La semana pasada en el Campus Huertos, vivimos una jornada inolvidable de aprendizaje con nuestra actividad «Cheque de Amor». En esta ocasión, la familia Rubio Herrera, del nivel Prekinder A, bajo la dirección de la educadora Francesca Contreras Marisio, nos deleitó con una hermosa presentación de instrumentos musicales. Fue un momento mágico ver a los niños y niñas interactuar con los instrumentos, llenos de emoción y curiosidad.

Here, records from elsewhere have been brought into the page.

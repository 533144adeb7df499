//! Per-tick wiring: ingest, localize, update indicators.

use std::sync::Arc;

use overlay_catalog::{PreferenceSet, ProductCatalog};
use sensor_fusion::{PoseSource, Transform3D};
use sensor_types::{FrameSize, Timestamp};
use tracing::trace;

use crate::config::OverlayConfig;
use crate::error::Result;
use crate::indicator::{IndicatorPool, IndicatorRenderer};
use crate::ingest::{DetectionMailbox, DetectionReader, KnownProductSighting};
use crate::tracker::{Localizer, TrackedBarcode};

/// Inputs sampled at the start of a render tick.
#[derive(Debug, Clone, Copy, PartialEq)]
pub struct FrameInput {
    /// Tick time on the capture clock.
    pub now: Timestamp,
    /// Current viewer head pose.
    pub viewer: Transform3D,
    /// Size of the frames the decoder is reading.
    pub frame: FrameSize,
}

/// What one tick produced.
#[derive(Debug, Clone)]
pub struct TickReport<'a> {
    /// Barcodes localized this tick.
    pub tracked: Vec<TrackedBarcode>,
    /// Catalog hits in a freshly received batch. Empty on re-emitted batches.
    pub known_products: Vec<KnownProductSighting<'a>>,
    /// Indicators visible after the update.
    pub active_indicators: usize,
    /// Whether a new decoder batch arrived this tick.
    pub fresh_batch: bool,
}

/// The whole overlay: decoder mailbox to indicators.
///
/// Run [`OverlayPipeline::tick`] once per rendered frame. Hand
/// [`OverlayPipeline::mailbox`] to the decoder callback.
#[derive(Debug)]
pub struct OverlayPipeline<R> {
    mailbox: DetectionMailbox,
    reader: DetectionReader,
    localizer: Localizer,
    indicators: IndicatorPool<R>,
    catalog: Arc<ProductCatalog>,
    preferences: PreferenceSet,
}

impl<R: IndicatorRenderer> OverlayPipeline<R> {
    /// Builds the pipeline.
    ///
    /// # Errors
    ///
    /// Returns [`OverlayError::InvalidConfig`](crate::OverlayError::InvalidConfig)
    /// when the config fails validation.
    pub fn new(config: &OverlayConfig, catalog: Arc<ProductCatalog>, renderer: R) -> Result<Self> {
        config.validate()?;
        Ok(Self {
            mailbox: DetectionMailbox::new(),
            reader: DetectionReader::new(),
            localizer: Localizer::new(config.tracker)?,
            indicators: IndicatorPool::new(renderer, config.indicators, Arc::clone(&catalog)),
            catalog,
            preferences: config.preferences.clone(),
        })
    }

    /// A handle for the decoder thread to post payloads into.
    #[must_use]
    pub fn mailbox(&self) -> DetectionMailbox {
        self.mailbox.clone()
    }

    /// Replaces the enabled dietary preferences.
    pub fn set_preferences(&mut self, preferences: PreferenceSet) {
        self.preferences = preferences;
    }

    /// Enabled dietary preferences.
    #[must_use]
    pub const fn preferences(&self) -> &PreferenceSet {
        &self.preferences
    }

    /// Runs one tick.
    pub fn tick<P>(&mut self, input: &FrameInput, poses: &P) -> TickReport<'_>
    where
        P: PoseSource + ?Sized,
    {
        let payload = self.mailbox.take();
        let batch = self.reader.ingest(payload.as_deref());

        let known_products = if batch.fresh {
            DetectionReader::known_products(batch.events, &self.catalog)
        } else {
            Vec::new()
        };

        let tracked = self
            .localizer
            .localize_recent(batch.events, input.frame, poses, input.now);
        self.indicators.update(
            &tracked,
            input.now,
            input.viewer.translation,
            &self.preferences,
        );
        let active_indicators = self.indicators.active_count();

        trace!(
            tracked = tracked.len(),
            known = known_products.len(),
            active = active_indicators,
            "Overlay tick"
        );

        TickReport {
            tracked,
            known_products,
            active_indicators,
            fresh_batch: batch.fresh,
        }
    }

    /// Hides all indicators and closes the mailbox.
    pub fn shutdown(&mut self) {
        self.mailbox.close();
        self.reader.clear();
        self.indicators.hide_all();
    }

    /// The indicator pool.
    #[must_use]
    pub const fn indicators(&self) -> &IndicatorPool<R> {
        &self.indicators
    }

    /// The localizer.
    #[must_use]
    pub const fn localizer(&self) -> &Localizer {
        &self.localizer
    }

    /// The product catalog.
    #[must_use]
    pub fn catalog(&self) -> &ProductCatalog {
        &self.catalog
    }
}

Este tipo de actividades no solo alegran a los pequeños, sino que también fortalecen el vínculo esencial entre la familia y la escuela. La educación en el Nivel Parvulario trasciende el aula, invitando a las familias a participar activamente, aportando al proceso de aprendizaje desde sus propias experiencias y pasiones. En esta ocasión, la música se transformó en una herramienta poderosa de conexión, creatividad y desarrollo emocional para nuestros estudiantes.
Es importante recordar que la educación no alcanza su máximo potencial sin la participación y apoyo del entorno social y familiar en el que los niños crecen. Cada momento compartido en actividades como esta potencia el desarrollo integral de los pequeños, quienes se enriquecen no solo del conocimiento académico, sino también del amor y dedicación de sus seres queridos.
Agradecemos a la familia Rubio Herrera por su compromiso y por habernos regalado este espacio lleno de ritmo y alegría. Juntos, estamos construyendo una comunidad educativa donde el aprendizaje se convierte en una experiencia compartida y significativa para todos.